# [EXERCISE INSTRUCTIONS]
The result should be every line in the data below that carries the string "None".

# [DATA LISTING]

»»

//! Video input enumeration and camera preference.

use serde::{Deserialize, Serialize};
use std::fmt;

use crate::media::{FacingMode, MediaDevices};
use scanconf::CameraConfig;

/// A video input as reported by the platform.
#[derive(Debug, Clone, PartialEq, Eq, Serialize, Deserialize)]
pub struct VideoInputDevice {
    /// Opaque platform identifier.
    pub device_id: String,

    /// Human-readable name. Empty until camera permission has been granted.
    pub label: String,
}

impl VideoInputDevice {
    pub fn new(device_id: impl Into<String>, label: impl Into<String>) -> Self {
        Self {
            device_id: device_id.into(),
            label: label.into(),
        }
    }
}

/// What a stream request binds to.
#[derive(Debug, Clone, PartialEq, Eq, Serialize)]
#[serde(rename_all = "snake_case")]
pub enum CameraSelector {
    /// A concrete enumerated device.
    Device(String),
    /// No device could be enumerated; let the platform pick by direction.
    FacingMode(FacingMode),
}

impl fmt::Display for CameraSelector {
    fn fmt(&self, f: &mut fmt::Formatter<'_>) -> fmt::Result {
        match self {
            CameraSelector::Device(id) => write!(f, "device:{}", id),
            CameraSelector::FacingMode(mode) => write!(f, "facing:{}", mode),
        }
    }
}

/// Picks the camera a scan should use.
///
/// Rear cameras are preferred by label. Labels are only populated after the
/// first permission grant, so an unlabeled list falls back to the first
/// device, and an empty list falls back to a facing-mode hint.
#[derive(Debug, Clone)]
pub struct DeviceSelector {
    rear_tokens: Vec<String>,
    fallback: FacingMode,
}

impl DeviceSelector {
    pub fn new<I, S>(rear_tokens: I, fallback: FacingMode) -> Self
    where
        I: IntoIterator<Item = S>,
        S: AsRef<str>,
    {
        Self {
            rear_tokens: rear_tokens
                .into_iter()
                .map(|t| t.as_ref().trim().to_lowercase())
                .filter(|t| !t.is_empty())
                .collect(),
            fallback,
        }
    }

    pub fn from_config(config: &CameraConfig) -> Self {
        let fallback = match config.fallback_facing_mode.parse::<FacingMode>() {
            Ok(mode) => mode,
            Err(e) => {
                tracing::warn!(error = %e, "Invalid fallback facing mode, using environment");
                FacingMode::Environment
            }
        };
        Self::new(&config.rear_label_tokens, fallback)
    }

    pub fn fallback(&self) -> FacingMode {
        self.fallback
    }

    /// Enumerate video inputs. An enumeration failure is logged and treated
    /// as an empty list so the facing-mode fallback still gets a chance.
    pub async fn list_devices(&self, media: &dyn MediaDevices) -> Vec<VideoInputDevice> {
        match media.enumerate_video_inputs().await {
            Ok(devices) => {
                tracing::debug!(count = devices.len(), "Enumerated video inputs");
                devices
            }
            Err(e) => {
                tracing::warn!(error = %e, "Video input enumeration failed");
                Vec::new()
            }
        }
    }

    /// Choose a device id: first rear-labelled device, else the first device.
    pub fn select_preferred(&self, devices: &[VideoInputDevice]) -> Option<String> {
        devices
            .iter()
            .find(|d| self.is_rear(&d.label))
            .or_else(|| devices.first())
            .map(|d| d.device_id.clone())
    }

    /// Resolve what the stream request should bind to.
    pub fn resolve(&self, devices: &[VideoInputDevice]) -> CameraSelector {
        match self.select_preferred(devices) {
            Some(id) => CameraSelector::Device(id),
            None => CameraSelector::FacingMode(self.fallback),
        }
    }

    fn is_rear(&self, label: &str) -> bool {
        let label = label.to_lowercase();
        self.rear_tokens.iter().any(|t| label.contains(t.as_str()))
    }
}

impl Default for DeviceSelector {
    fn default() -> Self {
        Self::from_config(&CameraConfig::default())
    }
}

#[cfg(test)]
mod tests {
    use super::*;

    fn devices(list: &[(&str, &str)]) -> Vec<VideoInputDevice> {
        list.iter()
            .map(|(id, label)| VideoInputDevice::new(*id, *label))
            .collect()
    }

    #[test]
    fn test_prefers_back_camera() {
        let selector = DeviceSelector::default();
        let list = devices(&[("1", "Front Camera"), ("2", "Back Camera")]);
        assert_eq!(selector.select_preferred(&list), Some("2".to_string()));
    }

    #[test]
    fn test_match_is_case_insensitive() {
        let selector = DeviceSelector::default();
        let list = devices(&[
            ("a", "FaceTime HD"),
            ("b", "camera2 0, facing ENVIRONMENT"),
        ]);
        assert_eq!(selector.select_preferred(&list), Some("b".to_string()));
    }

    #[test]
    fn test_first_rear_match_wins() {
        let selector = DeviceSelector::default();
        let list = devices(&[("1", "Front"), ("2", "Rear Wide"), ("3", "Back Tele")]);
        assert_eq!(selector.select_preferred(&list), Some("2".to_string()));
    }

    #[test]
    fn test_unlabeled_devices_fall_back_to_first() {
        let selector = DeviceSelector::default();
        let list = devices(&[("x", ""), ("y", "")]);
        assert_eq!(selector.select_preferred(&list), Some("x".to_string()));
        assert_eq!(selector.resolve(&list), CameraSelector::Device("x".to_string()));
    }

    #[test]
    fn test_empty_list_resolves_to_facing_mode() {
        let selector = DeviceSelector::default();
        assert_eq!(selector.select_preferred(&[]), None);
        assert_eq!(
            selector.resolve(&[]),
            CameraSelector::FacingMode(FacingMode::Environment)
        );
    }

    #[test]
    fn test_custom_tokens() {
        let selector = DeviceSelector::new(["  Achter "], FacingMode::User);
        let list = devices(&[("1", "Back"), ("2", "achterkant")]);
        assert_eq!(selector.select_preferred(&list), Some("2".to_string()));
        assert_eq!(selector.resolve(&[]), CameraSelector::FacingMode(FacingMode::User));
    }

    #[test]
    fn test_invalid_config_facing_mode_uses_environment() {
        let config = CameraConfig {
            fallback_facing_mode: "upward".to_string(),
            ..CameraConfig::default()
        };
        let selector = DeviceSelector::from_config(&config);
        assert_eq!(selector.fallback(), FacingMode::Environment);
    }
}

««

# [WRITTEN ANSWER]
            None => CameraSelector::FacingMode(self.fallback),
        assert_eq!(selector.select_preferred(&[]), None);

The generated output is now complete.